En ese momento salió la voz estridente de la hermana Agatha por la puerta abierta de la capilla.

—Sois muy amable por querer ver la tumba de la madre superiora a pesar de la lluvia, maese Flemmynge, aunque no creo que encontréis a nadie.

Estridente hasta para la hermana Agatha.

Matilde arrojó un paquete a Anna.

—Aquí tienes ropa seca y algo de comida. No volváis por el claustro. Salid por aquí.

Entonces sí que la abrazó, como si le diera igual mancharse de barro el hábito blanco y limpio.

La hermana Agatha seguía en la puerta, obstruyendo del todo la visión de Flemmynge. Se le oyó rezongar. La hermana Agatha se apartó para dejarle echar un vistazo al camposanto vacío. Flemmynge se metió otra vez en la capilla sin fijarse en la entrada, para protegerse de la lluvia y no mancharse sus lujosos ropajes. Agatha cerró la puerta.
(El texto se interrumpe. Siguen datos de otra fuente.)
/// Renders `plot` to `path`, turning backend errors and panics into messages
/// so a failed figure never aborts the table output.
pub fn render_chart_guard<P: Plot>(plot: &P, path: &Path, kind: ChartKind) -> Result<(), String> {
    let render = || -> Result<()> {
        match kind {
            ChartKind::Png => plot.draw(BitMapBackend::new(path, CHART_SIZE).into_drawing_area()),
            ChartKind::Svg => plot.draw(SVGBackend::new(path, CHART_SIZE).into_drawing_area()),
        }
    };

    panic::catch_unwind(panic::AssertUnwindSafe(render))
        .map_err(|_| "plotting backend panicked".to_string())?
        .map_err(|e| format!("plotting error: {}", e))
}

/// `out/chart.png` -> (`out/chart_<first>.png`, `out/chart_<second>.png`).
pub fn derive_split_paths(base: &Path, first: &str, second: &str) -> (PathBuf, PathBuf) {
    let stem = base.file_stem().and_then(|s| s.to_str()).unwrap_or("chart");
    let ext = base.extension().and_then(|s| s.to_str()).unwrap_or("png");
    (
        base.with_file_name(format!("{}_{}.{}", stem, first, ext)),
        base.with_file_name(format!("{}_{}.{}", stem, second, ext)),
    )
}

fn medal_color(medal: Medal) -> RGBColor {
    let (r, g, b) = medal.rgb();
    RGBColor(r, g, b)
}

fn swatch(color: RGBColor, (x, y): (i32, i32)) -> Rectangle<(i32, i32)> {
    Rectangle::new([(x, y - 6), (x + 14, y + 6)], color.filled())
}

fn axis_font() -> FontDesc<'static> {
    FontDesc::new(FontFamily::SansSerif, 18.0, FontStyle::Normal)
}

fn annotation_style(size: f64, anchor: Pos) -> TextStyle<'static> {
    FontDesc::new(FontFamily::SansSerif, size, FontStyle::Normal)
        .color(&BLACK)
        .pos(anchor)
}

fn centered() -> Pos {
    Pos::new(HPos::Center, VPos::Center)
}

fn draw_legend<'a, DB, CT>(
    chart: &mut ChartContext<'a, DB, CT>,
    position: SeriesLabelPosition,
) -> Result<()>
where
    DB: DrawingBackend + 'a,
    DB::ErrorType: 'static,
    CT: CoordTranslate,
{
    chart
        .configure_series_labels()
        .background_style(&WHITE.mix(0.8))
        .border_style(&BLACK.mix(0.3))
        .label_font(axis_font().color(&BLACK))
        .position(position)
        .draw()?;
    Ok(())
}

/// Variable-width stacked bars: one column per Games, width by medal share.
pub struct MekkoPlot<'a> {
    pub chart: &'a MekkoChart,
    pub title: String,
}

impl Plot for MekkoPlot<'_> {
    fn draw<DB>(&self, root: DrawingArea<DB, Shift>) -> Result<()>
    where
        DB: DrawingBackend,
        DB::ErrorType: 'static,
    {
        let area = root;
        area.fill(&WHITE)?;
        let (x_lo, x_hi) = self.chart.x_range();
        // Bands below 0 and above 1 hold the year and total labels.
        let mut chart = ChartBuilder::on(&area)
            .caption(&self.title, ("sans-serif", 28).into_font())
            .margin(25)
            .set_label_area_size(LabelAreaPosition::Left, 70)
            .set_label_area_size(LabelAreaPosition::Bottom, 20)
            .build_cartesian_2d(x_lo..x_hi, -0.08..1.12)?;

        chart
            .configure_mesh()
            .disable_x_mesh()
            .light_line_style(&TRANSPARENT)
            .x_label_formatter(&|_| String::new())
            .y_label_formatter(&|v| {
                if *v < 0.0 || *v > 1.0 {
                    String::new()
                } else {
                    format!("{:.0}%", v * 100.0)
                }
            })
            .y_desc("Share of the year's medals")
            .label_style(axis_font())
            .draw()?;

        let segments = self.chart.segments();
        for medal in Medal::STACK_ORDER {
            let color = medal_color(medal);
            chart
                .draw_series(
                    segments
                        .iter()
                        .filter(|s| s.medal == medal && s.proportion > 0.0 && s.width > 0.0)
                        .map(|s| {
                            Rectangle::new(
                                [(s.x, s.base), (s.x + s.width, s.top())],
                                color.filled(),
                            )
                        }),
                )?
                .label(medal.name())
                .legend(move |pos| swatch(color, pos));
        }

        chart.draw_series(self.chart.columns.iter().map(|c| {
            Text::new(
                c.year.to_string(),
                (c.center(), -0.04),
                annotation_style(14.0, centered()),
            )
        }))?;
        chart.draw_series(segments.iter().filter_map(|s| {
            s.label.as_ref().map(|label| {
                Text::new(
                    label.clone(),
                    (s.center, 1.04),
                    annotation_style(16.0, centered()),
                )
            })
        }))?;

        draw_legend(&mut chart, SeriesLabelPosition::UpperRight)?;
        area.present()?;
        Ok(())
    }
}

/// Stacked medal bars per year; `counts` are in stack order.
pub struct YearMedalsPlot<'a> {
    pub per_year: &'a [(u16, [u32; 3])],
    pub title: String,
}

impl Plot for YearMedalsPlot<'_> {
    fn draw<DB>(&self, root: DrawingArea<DB, Shift>) -> Result<()>
    where
        DB: DrawingBackend,
        DB::ErrorType: 'static,
    {
        let area = root;
        area.fill(&WHITE)?;
        let (x_lo, x_hi, half) = year_axis(self.per_year.iter().map(|(year, _)| *year));
        let y_max = self
            .per_year
            .iter()
            .map(|(_, counts)| counts.iter().sum::<u32>())
            .max()
            .unwrap_or(1)
            .max(1) as f64;

        let mut chart = ChartBuilder::on(&area)
            .caption(&self.title, ("sans-serif", 28).into_font())
            .margin(25)
            .set_label_area_size(LabelAreaPosition::Left, 70)
            .set_label_area_size(LabelAreaPosition::Bottom, 50)
            .build_cartesian_2d(x_lo..x_hi, 0.0..y_max * 1.1)?;

        chart
            .configure_mesh()
            .disable_x_mesh()
            .x_label_formatter(&|v| format!("{:.0}", v))
            .y_label_formatter(&|v| format!("{:.0}", v))
            .x_desc("Year")
            .y_desc("Medals")
            .label_style(axis_font())
            .draw()?;

        for medal in Medal::STACK_ORDER {
            let color = medal_color(medal);
            let idx = medal.index();
            chart
                .draw_series(self.per_year.iter().filter(|(_, c)| c[idx] > 0).map(|(year, c)| {
                    let base: u32 = c[..idx].iter().sum();
                    let x = *year as f64;
                    Rectangle::new(
                        [(x - half, base as f64), (x + half, (base + c[idx]) as f64)],
                        color.filled(),
                    )
                }))?
                .label(medal.name())
                .legend(move |pos| swatch(color, pos));
        }

        draw_legend(&mut chart, SeriesLabelPosition::UpperLeft)?;
        area.present()?;
        Ok(())
    }
}

/// Axis bounds padded by one Games gap, and a bar half-width that never
/// overlaps neighbouring years.
fn year_axis(years: impl Iterator<Item = u16>) -> (f64, f64, f64) {
    let years: Vec<u16> = years.collect();
    let first = years.iter().copied().min().unwrap_or(1896) as f64;
    let last = years.iter().copied().max().unwrap_or(2016) as f64;
    let gap = years
        .windows(2)
        .map(|w| w[1].abs_diff(w[0]) as f64)
        .filter(|g| *g > 0.0)
        .fold(4.0, f64::min);
    (first - gap, last + gap, gap * 0.4)
}

pub struct ParticipationPlot<'a> {
    pub per_year: &'a [(u16, u32)],
    pub title: String,
}

impl Plot for ParticipationPlot<'_> {
    fn draw<DB>(&self, root: DrawingArea<DB, Shift>) -> Result<()>
    where
        DB: DrawingBackend,
        DB::ErrorType: 'static,
    {
        let area = root;
        area.fill(&WHITE)?;
        let (x_lo, x_hi, half) = year_axis(self.per_year.iter().map(|(year, _)| *year));
        let y_max = self
            .per_year
            .iter()
            .map(|(_, n)| *n)
            .max()
            .unwrap_or(1)
            .max(1) as f64;

        let mut chart = ChartBuilder::on(&area)
            .caption(&self.title, ("sans-serif", 28).into_font())
            .margin(25)
            .set_label_area_size(LabelAreaPosition::Left, 70)
            .set_label_area_size(LabelAreaPosition::Bottom, 50)
            .build_cartesian_2d(x_lo..x_hi, 0.0..y_max * 1.1)?;

        chart
            .configure_mesh()
            .disable_x_mesh()
            .x_label_formatter(&|v| format!("{:.0}", v))
            .y_label_formatter(&|v| format!("{:.0}", v))
            .x_desc("Year")
            .y_desc("Countries")
            .label_style(axis_font())
            .draw()?;

        let bar = RGBColor(70, 130, 180);
        chart.draw_series(self.per_year.iter().map(|(year, n)| {
            let x = *year as f64;
            Rectangle::new([(x - half, 0.0), (x + half, *n as f64)], bar.filled())
        }))?;

        area.present()?;
        Ok(())
    }
}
Cuando ya estaban fuera de la abadía, Anna miró hacia atrás y vio luz de velas en las ventanas de la capilla: las hermanas, acabando sus oraciones vespertinas. «Es la última vez que lo veo», pensó, intentando grabarlo en su memoria.

Trasladó la mirada a la tumba de Kathryn, para verla por última vez. La cortina de lluvia y la sombra de los árboles casi no le dejaron distinguir la forma de la cruz donde la tórtola, obstinada, seguía llamando a su pareja. Dentro de Anna resurgió la soledad y el luto. No podía marcharse de esa manera. ¿Adónde irían? ¿Qué harían? ¿Y si Gabriel se cansaba de ella, y si se arrepentía de todas sus renuncias?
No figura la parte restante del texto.